An Asian lady with flowers on her blue shirt crosses the street. Her tightly permed black hair untouched by wind, as she makes her way home. Her steps unspooled unevenly across the pavement, each pulling loose like taffy. I wave to her, smiling. She's my best friend's mother, and she is almost home. She smiles. She always smiled kindly at me. I'm never sure why.


We were one of a half dozen asian boys at a school full of black, latino, and italian kids. We must be friends. Even if the first time we met, he was dared by the athletic kids to come kick my teeth in. He didn't. I'm grateful for that. But the fact of how we met is still hilarious in my mind.

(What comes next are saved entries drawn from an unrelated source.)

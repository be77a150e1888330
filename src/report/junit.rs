use super::types::RunReport;
use crate::runner::state::{Category, TestResult, TestStatus};
use crate::runner::recorder::StatusCounts;
use anyhow::Result;
use quick_xml::events::{BytesDecl, BytesEnd, BytesStart, BytesText, Event};
use quick_xml::Writer;
use std::io::Cursor;

fn seconds(ms: u64) -> String {
    format!("{:.3}", ms as f64 / 1000.0)
}

fn push_counts(start: &mut BytesStart, counts: &StatusCounts) {
    start.push_attribute(("tests", counts.total().to_string().as_str()));
    start.push_attribute(("failures", counts.failed.to_string().as_str()));
    start.push_attribute(("errors", counts.errored.to_string().as_str()));
    start.push_attribute(("skipped", counts.skipped.to_string().as_str()));
}

/// JUnit XML with one `<testsuite>` per category
pub fn render(report: &RunReport) -> Result<String> {
    let mut writer = Writer::new_with_indent(Cursor::new(Vec::new()), b' ', 2);
    writer.write_event(Event::Decl(BytesDecl::new("1.0", Some("UTF-8"), None)))?;

    let mut suites = BytesStart::new("testsuites");
    suites.push_attribute(("name", "lumi-e2e"));
    suites.push_attribute(("id", report.run_id.as_str()));
    push_counts(&mut suites, &report.totals);
    suites.push_attribute(("time", seconds(report.duration_ms).as_str()));
    writer.write_event(Event::Start(suites))?;

    for breakdown in &report.categories {
        let rows: Vec<&TestResult> = report
            .results
            .iter()
            .filter(|r| r.category() == &breakdown.category)
            .collect();
        let time: u64 = rows.iter().map(|r| r.duration_ms()).sum();

        let mut suite = BytesStart::new("testsuite");
        suite.push_attribute(("name", breakdown.category.label()));
        push_counts(&mut suite, &breakdown.counts);
        suite.push_attribute(("time", seconds(time).as_str()));
        suite.push_attribute(("timestamp", report.generated_at.as_str()));
        writer.write_event(Event::Start(suite))?;

        for row in rows {
            write_test_case(&mut writer, &breakdown.category, row)?;
        }

        writer.write_event(Event::End(BytesEnd::new("testsuite")))?;
    }

    writer.write_event(Event::End(BytesEnd::new("testsuites")))?;

    let xml = String::from_utf8(writer.into_inner().into_inner())?;
    Ok(xml)
}

fn write_test_case<W: std::io::Write>(
    writer: &mut Writer<W>,
    category: &Category,
    row: &TestResult,
) -> Result<()> {
    let classname = format!("lumi_e2e.{}", category.label().replace(' ', "_"));
    let mut case = BytesStart::new("testcase");
    case.push_attribute(("name", row.name()));
    case.push_attribute(("classname", classname.as_str()));
    case.push_attribute(("time", seconds(row.duration_ms()).as_str()));

    let element = match row.status() {
        TestStatus::Pass => None,
        TestStatus::Fail => Some("failure"),
        TestStatus::Error => Some("error"),
        TestStatus::Skip => Some("skipped"),
    };

    let Some(element) = element else {
        writer.write_event(Event::Empty(case))?;
        return Ok(());
    };

    writer.write_event(Event::Start(case))?;

    let mut inner = BytesStart::new(element);
    inner.push_attribute(("message", row.details()));
    if let Some(kind) = row.kind() {
        inner.push_attribute(("type", kind.as_str()));
    }
    match row.error() {
        Some(err) => {
            writer.write_event(Event::Start(inner))?;
            writer.write_event(Event::Text(BytesText::new(err)))?;
            writer.write_event(Event::End(BytesEnd::new(element)))?;
        }
        None => writer.write_event(Event::Empty(inner))?,
    }

    writer.write_event(Event::End(BytesEnd::new("testcase")))?;
    Ok(())
}
pub mod config;

pub use config::{ConfigOverrides, Credentials, TestConfig};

There was sunlight streaming into the computer room in my parents' apartment. I leaned against the checkered wood framed curtains in that window sill. I sat on an old grey couch like a plastic house plant, pretending to take in the light, willing myself to grow. "You look like a girl," he says. I had no clue if it was an insult or a statement of fact. We're not fighting that week, so I just shrug, and smile.


She is in the hospital, because biology catches us all. Her son, truly my best friend, asks if I want to visit her. Without a hesitation I volunteer. I change hotel dates, drive, and put on my best spirit. She is in one of those dressed up crash carts they use in hospitals. We make pleasant small talk. There is sunlight streaming into the room. She smiles because she has made her kingdom in this senior facility.


He is proud of her. He is always so proud of her when he tells me her stories. My best friend tells me she has asserted her will over the staff and residents of the hospital. She's good at this. She was a factory foreman, those days when I saw her walking home. A group of people stood little chance against the force of her will, and her wit. it's so hard to write this, because I was also proud of her, as I listened to these stories.


My master died of cancer. He was a short and scrappy man, half my size and weight. Like a magic trick, he would walk up to me. Stop. Put his fist gently against my solar plexus. And with a resolute release of breath,  toss me back one to ten feet, depending on how much of a point he was trying to make that day. He'd always smile. This crazy, deeply lined, shit eating grin. Because he knew he had something. Biomechanical magical. It was so incredibly repeatable. On me. On thre three hundred pound NYPD sargents who would slink into class to pay homage to his teachings. 


I am always proud of him, when I speak of my master.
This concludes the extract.